Monday, October 12, 2009

Dream on .. OR .. Jello makes a poor conversationalist


Let me start this post with a pre-ps .. if I may.

Pre-P.S. - I do apologize for the severity of this post dear readers. I promise to get back on track and bring the funny and whimsical back to the Hollow. Just needed to share. Thanks to those of you who come here to read my ramblings.

Onward.

I had a dream the other night. In it, there were these two guys from high school and we three were playing basketball on the beach.

[I may be the only guy who is nearing forty that still dreams about stuff from high school. I'm odd. Never let it be said that I'm not.]

The reason this was a dream is two-fold. I never hung out with these guys. I wasn't in their crowd or on their radar for a friend.

I certainly wasn't cool enough. Not a lot has changed really in that regard. Just being honest.

Growing up I didn't make a lot of friends. For those of you who don't know, I grew up in the country with not a lot of other folks around.

Sure I went to school and saw kids there. But most times, real friends are made during summer vacation, not on the playground. On the playground, the groups of kids who are ALREADY friends get together and hang out. That's how it was in my school at least. A new friend is a rare thing to be crafted on the playground. Kids choose sides, group up and mingle very quickly. If you aren't already in a group when that happens, well then you are left out.

It's kinda like being picked last for kick-ball but with the lovely option of not being picked at all.

And that was my world. Left out. Cause I'm not a real go-getter at making new friends. I still remember things like going home from school on the last day before summer break.

Everyone else would be making big plans ... talking with their groups of friends ... wallowing in all that companionship. I always wanted to be a part of that scene.

But for me, during that last day of school as I watched those other kids, I was thinking how that I had no big plans. Nothing great to do and no one with whom to hang out. Nobody really asked either. And I was far too shy to offer any talk.

That's how each Summer began for me.

So Summer would come and go. Those kids I wanted to be friends with all lived "in town" and not far from each other at that. So every night, during school, they got to hang out. Play basketball in the street, or baseball at a local field, or soccer or a million other things. And during summer they even vacationed together sometimes.

They literally grew up together.

I had no chance of being part of that. I grew up for the most part, alone. I got used to it. But distance somehow has always been a factor in my life when making friends.

Now kids, listen carefully. Distance blows.

To be fair, I can't entirely blame distance for my lack of friends. A lot of it was me.

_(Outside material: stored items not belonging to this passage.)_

pub mod context;
pub mod error;
pub mod models;
pub mod pagination;
pub mod traits;

pub use context::{CallContext, ContextError};
pub use error::{ErrorCode, Result, TrackerError};
pub use models::*;
pub use pagination::{Pagination, DEFAULT_LIMIT, DEFAULT_OFFSET};
pub use traits::TrackerClient;
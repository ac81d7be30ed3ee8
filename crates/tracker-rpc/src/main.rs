mod cli;
mod commands;
mod config;
mod logging;
mod output;
mod rpc;

use anyhow::Result;
use clap::Parser;
use cli::{Cli, Commands};
use commands::Session;
use config::Config;
use output::output_error;
use std::process::ExitCode;

fn main() -> ExitCode {
    let cli = Cli::parse();
    let format = cli.format;

    if let Err(e) = run(cli) {
        output_error(&e, format);
        return ExitCode::from(1);
    }

    ExitCode::SUCCESS
}

fn run(cli: Cli) -> Result<()> {
    // Completions need neither config nor a tracker
    if let Commands::Completions { shell } = &cli.command {
        cli::print_completions(*shell);
        return Ok(());
    }

    let mut config = Config::load(cli.config.clone())?;
    config.merge_with_cli(cli.url.clone(), cli.login.clone(), cli.password.clone());
    logging::init(config.log_level.as_deref());

    let client = config.client();

    // RPC callers name their tracker per request
    if let Commands::Rpc { action } = &cli.command {
        return commands::rpc::handle_rpc(&client, &config, action, cli.format);
    }

    config.validate()?;
    let tracker = config.tracker();
    let ctx = config.call_context();
    let session = Session {
        client: &client,
        tracker: &tracker,
        ctx: &ctx,
    };

    match &cli.command {
        Commands::Project { action } => {
            commands::project::handle_project(&session, action, cli.format)
        }
        Commands::Issue { action } => commands::issue::handle_issue(&session, action, cli.format),
        Commands::User => commands::user::handle_user(&session, cli.format),
        Commands::Report { action } => {
            commands::report::handle_report(&session, action, cli.format)
        }
        Commands::Rpc { .. } | Commands::Completions { .. } => Ok(()),
    }
}
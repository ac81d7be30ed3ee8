use serde::{Deserialize, Serialize};

use super::IdName;

/// Redmine issue as returned by the API
#[derive(Debug, Clone, Default, Deserialize)]
pub struct RedmineIssue {
    pub id: i64,
    pub project: Option<IdName>,
    pub tracker: Option<IdName>,
    pub status: Option<IdName>,
    pub priority: Option<IdName>,
    pub author: Option<IdName>,
    pub assigned_to: Option<IdName>,
    pub fixed_version: Option<IdName>,
    #[serde(default)]
    pub subject: String,
    pub description: Option<String>,
    pub start_date: Option<String>,
    pub due_date: Option<String>,
    pub done_ratio: Option<i32>,
    pub spent_hours: Option<f64>,
    pub estimated_hours: Option<f64>,
    pub created_on: Option<String>,
    pub updated_on: Option<String>,
}

/// `GET /issues/{id}.json` and `POST /projects/{id}/issues.json` response.
///
/// The issue is optional: a body without it means the issue is gone.
#[derive(Debug, Clone, Deserialize)]
pub struct IssueRoot {
    pub issue: Option<RedmineIssue>,
}

/// `GET /projects/{id}/issues.json` response
#[derive(Debug, Clone, Deserialize)]
pub struct IssuesRoot {
    #[serde(default)]
    pub issues: Vec<RedmineIssue>,
    #[serde(default)]
    pub total_count: i64,
    #[serde(default)]
    pub offset: i64,
    #[serde(default)]
    pub limit: i64,
}

/// Issue fields sent on create and update; absent fields are left untouched
#[derive(Debug, Clone, Default, PartialEq, Serialize)]
pub struct IssuePayload {
    #[serde(skip_serializing_if = "Option::is_none")]
    pub id: Option<i64>,
    #[serde(skip_serializing_if = "Option::is_none")]
    pub subject: Option<String>,
    #[serde(skip_serializing_if = "Option::is_none")]
    pub due_date: Option<String>,
    #[serde(skip_serializing_if = "Option::is_none")]
    pub done_ratio: Option<i32>,
    #[serde(skip_serializing_if = "Option::is_none")]
    pub estimated_hours: Option<f64>,
    #[serde(skip_serializing_if = "Option::is_none")]
    pub tracker_id: Option<i64>,
    #[serde(skip_serializing_if = "Option::is_none")]
    pub assigned_to_id: Option<i64>,
}

/// Request envelope: `{"issue": {...}}`
#[derive(Debug, Clone, Serialize)]
pub struct IssuePayloadRoot {
    pub issue: IssuePayload,
}
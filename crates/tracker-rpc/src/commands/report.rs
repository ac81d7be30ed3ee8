use super::{parse_day, Session};
use crate::cli::{OutputFormat, ReportCommands};
use crate::output::{output_result, output_success, Displayable};
use anyhow::{Context, Result};
use colored::Colorize;
use redmine_backend::{hours_to_seconds, seconds_to_date, seconds_to_hours};
use serde::Serialize;
use tracker_core::{IssueId, ProjectId, Report};

/// Time reported on one day
#[derive(Serialize)]
pub struct DayTotal {
    pub date: String,
    /// Seconds
    pub total: i64,
}

impl Displayable for DayTotal {
    fn display(&self) -> String {
        format!(
            "{}: {}",
            self.date.dimmed(),
            format!("{:.2}h", seconds_to_hours(self.total)).white().bold()
        )
    }
}

pub fn handle_report(
    session: &Session<'_>,
    action: &ReportCommands,
    format: OutputFormat,
) -> Result<()> {
    match action {
        ReportCommands::Create {
            issue,
            activity,
            duration,
            started,
            comment,
        } => {
            let report = Report {
                issue_id: IssueId(*issue),
                activity_id: *activity,
                comments: comment.clone(),
                duration: hours_to_seconds(*duration),
                started: parse_day(started.as_deref())?,
            };
            handle_create(session, &report, format)
        }
        ReportCommands::Total { date } => handle_total(session, parse_day(date.as_deref())?, format),
    }
}

fn handle_create(session: &Session<'_>, report: &Report, format: OutputFormat) -> Result<()> {
    session
        .client
        .create_report(session.ctx, session.tracker, ProjectId::default(), report)
        .with_context(|| format!("Failed to report time on issue {}", report.issue_id))?;

    output_success(
        &format!(
            "Reported {:.2}h on issue {}",
            seconds_to_hours(report.duration),
            report.issue_id
        ),
        format,
    );
    Ok(())
}

fn handle_total(session: &Session<'_>, day: i64, format: OutputFormat) -> Result<()> {
    let total = session
        .client
        .total_reports(session.ctx, session.tracker, day)
        .context("Failed to fetch reported time")?;

    output_result(
        &DayTotal {
            date: seconds_to_date(day),
            total,
        },
        format,
    );
    Ok(())
}
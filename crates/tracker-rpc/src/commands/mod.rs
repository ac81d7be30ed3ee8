pub mod issue;
pub mod project;
pub mod report;
pub mod rpc;
pub mod user;

use anyhow::{Context, Result};
use chrono::{NaiveDate, Utc};
use tracker_core::{CallContext, Tracker, TrackerClient};

const DATE_FORMAT: &str = "%Y-%m-%d";

/// Everything a command needs to reach the configured tracker
pub struct Session<'a> {
    pub client: &'a dyn TrackerClient,
    pub tracker: &'a Tracker,
    pub ctx: &'a CallContext,
}

/// Parse a `YYYY-MM-DD` day to unix seconds at midnight UTC; `None` is today.
pub fn parse_day(day: Option<&str>) -> Result<i64> {
    let date = match day {
        Some(day) => NaiveDate::parse_from_str(day, DATE_FORMAT)
            .with_context(|| format!("Invalid date '{}', expected YYYY-MM-DD", day))?,
        None => Utc::now().date_naive(),
    };
    Ok(date.and_time(chrono::NaiveTime::MIN).and_utc().timestamp())
}

#[cfg(test)]
mod tests {
    use super::*;

    #[test]
    fn parse_day_is_midnight_utc() {
        assert_eq!(parse_day(Some("2017-03-14")).unwrap(), 1_489_449_600);
    }

    #[test]
    fn parse_day_rejects_other_formats() {
        let err = parse_day(Some("14.03.2017")).unwrap_err();
        assert!(err.to_string().contains("expected YYYY-MM-DD"));
    }

    #[test]
    fn parse_day_defaults_to_today() {
        let today = parse_day(None).unwrap();
        assert_eq!(today % 86_400, 0);
        assert!(Utc::now().timestamp() - today < 86_400);
    }
}
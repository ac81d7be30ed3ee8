use serde::{Deserialize, Serialize};

use super::IdName;

/// Redmine time entry as returned by the API
#[derive(Debug, Clone, Default, Deserialize)]
pub struct RedmineTimeEntry {
    #[serde(default)]
    pub id: i64,
    pub project: Option<IdName>,
    pub issue: Option<IdName>,
    pub user: Option<IdName>,
    pub activity: Option<IdName>,
    #[serde(default)]
    pub hours: f64,
    pub comments: Option<String>,
    pub spent_on: Option<String>,
    pub created_on: Option<String>,
    pub updated_on: Option<String>,
}

#[derive(Debug, Clone, Deserialize)]
pub struct TimeEntriesRoot {
    #[serde(default)]
    pub time_entries: Vec<RedmineTimeEntry>,
    #[serde(default)]
    pub total_count: i64,
    #[serde(default)]
    pub offset: i64,
    #[serde(default)]
    pub limit: i64,
}

/// Time entry fields sent on create
#[derive(Debug, Clone, Default, PartialEq, Serialize)]
pub struct TimeEntryPayload {
    #[serde(skip_serializing_if = "Option::is_none")]
    pub issue_id: Option<i64>,
    #[serde(skip_serializing_if = "Option::is_none")]
    pub activity_id: Option<i64>,
    #[serde(skip_serializing_if = "Option::is_none")]
    pub hours: Option<f64>,
    #[serde(skip_serializing_if = "Option::is_none")]
    pub comments: Option<String>,
    #[serde(skip_serializing_if = "Option::is_none")]
    pub spent_on: Option<String>,
}

/// Request envelope: `{"time_entry": {...}}`
#[derive(Debug, Clone, Serialize)]
pub struct TimeEntryPayloadRoot {
    pub time_entry: TimeEntryPayload,
}
use tracing_subscriber::EnvFilter;

const DEFAULT_FILTER: &str = "warn";

/// Install the global subscriber writing to stderr.
///
/// RUST_LOG wins over the configured level.
pub fn init(configured: Option<&str>) {
    let filter = EnvFilter::try_from_default_env()
        .or_else(|_| EnvFilter::try_new(configured.unwrap_or(DEFAULT_FILTER)))
        .unwrap_or_else(|_| EnvFilter::new(DEFAULT_FILTER));

    // A second init (tests) keeps the first subscriber.
    let _ = tracing_subscriber::fmt()
        .with_env_filter(filter)
        .with_writer(std::io::stderr)
        .with_target(false)
        .try_init();
}
use serde::{Deserialize, Serialize};

pub const DEFAULT_OFFSET: u32 = 0;
pub const DEFAULT_LIMIT: u32 = 100;

/// Page request. The zero value means "first page with the default limit".
#[derive(Debug, Clone, Copy, Default, PartialEq, Eq, Serialize, Deserialize)]
pub struct Pagination {
    #[serde(default)]
    pub offset: u32,
    #[serde(default)]
    pub limit: u32,
}

impl Pagination {
    pub fn new(offset: u32, limit: u32) -> Self {
        Self { offset, limit }
    }

    /// Apply the defaults when both fields are zero; any other pair is kept as-is.
    pub fn or_default_page(self) -> Self {
        if self.offset == 0 && self.limit == 0 {
            Self::new(DEFAULT_OFFSET, DEFAULT_LIMIT)
        } else {
            self
        }
    }
}
// Shared scripted-platform harness for the integration tests.
//
// Stands in for a CUSS2 platform on the far side of the socket: the
// connector wires a `PlatformSocket` over in-memory channels and a
// responder task answers every application envelope out of a small
// amount of mutable platform state. Tests drive the platform side
// (component health, state grants, unsolicited envelopes) and assert
// on the frames the client wrote.

#![allow(dead_code)] // each test binary compiles its own copy

use std::collections::{HashMap, HashSet};
use std::sync::atomic::{AtomicBool, AtomicU32, Ordering};
use std::sync::{Arc, Mutex};
use std::time::Duration;

use async_trait::async_trait;
use secrecy::SecretString;
use serde_json::{json, Value};
use tokio::sync::{broadcast, mpsc, watch};
use tokio::time::Instant;
use tokio_util::sync::CancellationToken;
use url::Url;
use uuid::Uuid;

use cuss2_api::model::{ApplicationData, Directive, RequestId};
use cuss2_api::socket::PlatformSocket;
use cuss2_core::{
    ApplicationState, ClientConfig, ClientEvent, ComponentState, Connect, CoreError, Established,
    MessageCode, PlatformClient, SocketConfig, StandardClassifier,
};

/// Device id the scripted platform reports in its environment.
pub const PLATFORM_DEVICE: &str = "91b94e55-7a0e-4e2a-9b7a-4f5d1f4b9f83";

/// Upper bound on any virtual-time wait. Paused-clock tests advance
/// through this instantly, so it only trips when an expectation is
/// genuinely unreachable.
pub const WAIT_BUDGET: Duration = Duration::from_secs(120);

// ── Platform state ───────────────────────────────────────────────────

#[derive(Debug, Clone, Copy)]
struct Health {
    state: ComponentState,
    code: MessageCode,
}

impl Default for Health {
    fn default() -> Self {
        Self {
            state: ComponentState::Ready,
            code: MessageCode::Ok,
        }
    }
}
// ── Client configuration ──
//
// Everything a kiosk application supplies before connecting: platform
// base URL, OAuth credentials, and tuning for the socket, reconnect, and
// component-poll loops. The token and WebSocket endpoints are derived
// from the base URL unless overridden explicitly.

use std::time::Duration;

use secrecy::SecretString;
use url::Url;
use uuid::Uuid;

use cuss2_api::socket::SocketConfig;

use crate::error::CoreError;

/// Default interval for the component reconciliation poll.
pub const DEFAULT_POLL_INTERVAL: Duration = Duration::from_secs(3);

// ── ReconnectConfig ──────────────────────────────────────────────────

/// Backoff policy for session establishment.
///
/// Attempts never stop; the delay doubles after every consecutive
/// failure and resets once a connection lands.
#[derive(Debug, Clone)]
pub struct ReconnectConfig {
    /// Delay after the first failed attempt. Default: 1s.
    pub initial_delay: Duration,

    /// Upper bound on the doubled delay. `None` leaves it unbounded.
    pub max_delay: Option<Duration>,
}

impl Default for ReconnectConfig {
    fn default() -> Self {
        Self {
            initial_delay: Duration::from_secs(1),
            max_delay: None,
        }
    }
}

impl ReconnectConfig {
    /// Delay before retry number `attempt` (zero-based):
    /// `initial * 2^attempt`, capped at `max_delay` when set.
    pub fn delay_for(&self, attempt: u32) -> Duration {
        let doubled = self
            .initial_delay
            .saturating_mul(2_u32.saturating_pow(attempt));
        match self.max_delay {
            Some(max) => doubled.min(max),
            None => doubled,
        }
    }
}

// ── ClientConfig ─────────────────────────────────────────────────────

/// Connection settings for one kiosk application.
#[derive(Debug, Clone)]
pub struct ClientConfig {
    /// Platform base URL, e.g. `https://kiosk.example.com`.
    pub base_url: Url,

    /// OAuth client id issued to this application.
    pub client_id: String,

    /// OAuth client secret issued to this application.
    pub client_secret: SecretString,

    /// Device id stamped into outbound envelopes. Leave nil to adopt the
    /// id the platform reports in its environment.
    pub device_id: Uuid,

    /// Token endpoint override. Derived from `base_url` when `None`.
    pub token_url: Option<Url>,

    /// WebSocket endpoint override. Derived from `base_url` when `None`.
    pub socket_url: Option<Url>,

    /// Per-connection socket tuning (call timeout, keepalive).
    pub socket: SocketConfig,

    /// Session establishment backoff.
    pub reconnect: ReconnectConfig,

    /// Interval for the component reconciliation poll.
    pub poll_interval: Duration,
}

impl ClientConfig {
    pub fn new(
        base_url: Url,
        client_id: impl Into<String>,
        client_secret: SecretString,
    ) -> Self {
        Self {
            base_url,
            client_id: client_id.into(),
            client_secret,
            device_id: Uuid::nil(),
            token_url: None,
            socket_url: None,
            socket: SocketConfig::default(),
            reconnect: ReconnectConfig::default(),
            poll_interval: DEFAULT_POLL_INTERVAL,
        }
    }

    /// The token endpoint: the override, or `<base>/oauth/token`.
    pub fn token_endpoint(&self) -> Url {
        match &self.token_url {
            Some(url) => url.clone(),
            None => with_suffix(&self.base_url, "oauth/token"),
        }
    }

    /// The WebSocket endpoint: the override, or
    /// `ws(s)://<base>/platform/subscribe` with the scheme swapped to
    /// match the base URL's security.
    pub fn socket_endpoint(&self) -> Result<Url, CoreError> {
        if let Some(url) = &self.socket_url {
            return Ok(url.clone());
        }
        let mut url = with_suffix(&self.base_url, "platform/subscribe");
        let scheme = match url.scheme() {
            "https" | "wss" => "wss",
            _ => "ws",
        };
        url.set_scheme(scheme)
            .map_err(|()| CoreError::InvalidArgument {
                message: format!("cannot derive a WebSocket scheme from {}", self.base_url),
            })?;
        Ok(url)
    }
}

/// Append a path suffix to a base URL, dropping any query/fragment and
/// collapsing trailing slashes first.
fn with_suffix(base: &Url, suffix: &str) -> Url {
    let mut url = base.clone();
    url.set_query(None);
    url.set_fragment(None);
    let trimmed = url.path().trim_end_matches('/').to_owned();
    url.set_path(&format!("{trimmed}/{suffix}"));
    url
}
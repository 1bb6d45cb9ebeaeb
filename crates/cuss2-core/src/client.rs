//! The platform client.
//!
//! [`PlatformClient`] owns the session, the component arena, and the
//! application-state machine. A single task, the event loop, drains the
//! session's ordered envelope stream and is the only writer of the
//! confirmed state and the component tracks. Every reaction the loop
//! triggers (queries, state requests, enables) is spawned, never
//! awaited inline, so one slow platform answer cannot stall the stream
//! that would deliver the next one.

use std::sync::atomic::{AtomicBool, AtomicU64, Ordering};
use std::sync::{Arc, Mutex, MutexGuard, PoisonError};
use std::time::Duration;

use arc_swap::ArcSwapOption;
use cuss2_api::model::{
    ApplicationData, ApplicationState, ApplicationStateBlock, ComponentId, Directive,
    EnvironmentLevel, MessageCode, PlatformData, StateChangeReason,
};
use cuss2_api::token::TokenClient;
use tokio::sync::{broadcast, mpsc, watch, Mutex as AsyncMutex};
use tokio::task::JoinHandle;
use tokio_util::sync::CancellationToken;
use tracing::{debug, error, info, warn};
use uuid::Uuid;

use crate::classify::{DeviceClassifier, DeviceRole, StandardClassifier};
use crate::component::{
    Announcement, CardReader, Component, ComponentArena, DataReader, Printer, StateView,
    MEDIA_POLL_INTERVAL,
};
use crate::config::ClientConfig;
use crate::error::CoreError;
use crate::events::ClientEvent;
use crate::session::{Connect, PlatformConnector, Session, SessionEvent};
use crate::state::{Activation, StateChange};
use crate::stream::StateStream;

const EVENT_CHANNEL_SIZE: usize = 64;

// ── PlatformClient ───────────────────────────────────────────────────

/// Handle to a CUSS2 platform. Cheap to clone; all clones share the
/// session, the arena, and the state machine.
#[derive(Clone)]
pub struct PlatformClient {
    inner: Arc<ClientInner>,
}

struct ClientInner {
    session: Session,
    classifier: Arc<dyn DeviceClassifier>,
    poll_interval: Duration,
    call_timeout: Duration,

    /// Confirmed application state. Advanced by the event loop only,
    /// and only on a platform envelope that reports the new state.
    state_tx: watch::Sender<StateChange>,

    /// At most one state request may be in flight. The slot holds the
    /// requested target until the reply (or failure) clears it.
    pending: Mutex<Option<ApplicationState>>,

    /// Whether the application considers itself fit for passengers.
    /// Gates the availability side of the recovery loop.
    online: AtomicBool,

    environment: ArcSwapOption<EnvironmentLevel>,
    activation: ArcSwapOption<Activation>,
    arena: ArcSwapOption<ComponentArena>,

    /// Device id stamped into outbound envelopes. Hydrated from the
    /// platform environment when the configured id is nil.
    device_id: watch::Sender<Uuid>,

    event_tx: broadcast::Sender<ClientEvent>,

    /// Connection generation the last successful initialization ran
    /// against. The event loop re-initializes when the session lands a
    /// newer one.
    initialized_generation: AtomicU64,
    init_lock: AsyncMutex<()>,

    started: AtomicBool,
    cancel: CancellationToken,
    tasks: AsyncMutex<Vec<JoinHandle<()>>>,
}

So, after I woke up from my dream, I was thinking about that fact and how that in real life, I never would have played basketball with those guys.

I was cripplingly shy as I may have mentioned on here before.

My fear that they would have laughed at me when I missed a shot would have kept me from trying.

And so it went.

Then I realized a way to describe my broken socialization growing up. Well at least how it felt.

It was as if, between me and those other kids, there was this maleable yet tough, crystal clear wall. A clear-jello-wall if you will. But not as though you could just tear it down with your hands.

No that wouldn't do.

At least on my side of the wall it was strong as steel. I felt trapped by it. It frustrated my attempts to scrabble through it. From my perspective I felt as if there were no tools with which I could penetrate the wall. I felt helpless. Oh sure, I know now what would have worked.

Putting myself out there, not being afraid to fail, living large, just stop being shy ... you know all those things that parents tell kids which is a cover-up for "I'm too busy to get involved with your whining, just figure it out on your own".

And I couldn't figure out how to get through that wall. I didn't. It was simply beyond my ken.

But someone could reach through from their side to me. I knew that much was true.

I also knew that they would need some convincing. So there I was. Living the great land of helpless fear, swimming in tormenting hope.

Like that word-picture? Yeah well you shoulda tried it. Easier to read than to live, let me assure you.

Trapped behind my wall, with no way to reach through from my side, other than put on some display in hope of enticing a potential friend to open up a channel in that wall from them to me.

I never really got any takers. None that lasted.

I also thought of this great line this morning but I couldn't think of where to use it in this post. So in an effort to share it, here you go:

"The wind of regret echos in the hollows of my aging bones."

Kinda cool huh?

And perhaps in some ways, I'm still that kid that is putting on a show trying to get friendly-someone to reach through that wall.

That darn wall is tough. In all my talent to make things, I've yet to devise a lasting way through it. Yeah remember the old saying, "if walls could talk" ... there you go. If that wall could talk, we could be pals. Its been my longest companion.

4 comments:

Cheryl Peters said...

Next time you sense that wall is between you and the people you'd like to reach, realize that I'm there with you, on the same side of the wall as you are.

Cat said...

I am left wondering, how did you play basketball on the beach? Was there a court, or were you playing in the sand? ;)

Rob said...

Cat - Hmm you raise a good point. I'm gonna go with that there was a court but since this was a dream, it could have been either way I suppose :)

Rob said...

Shaddy - Aw, thanks! Good to know there are others on this side of the wall!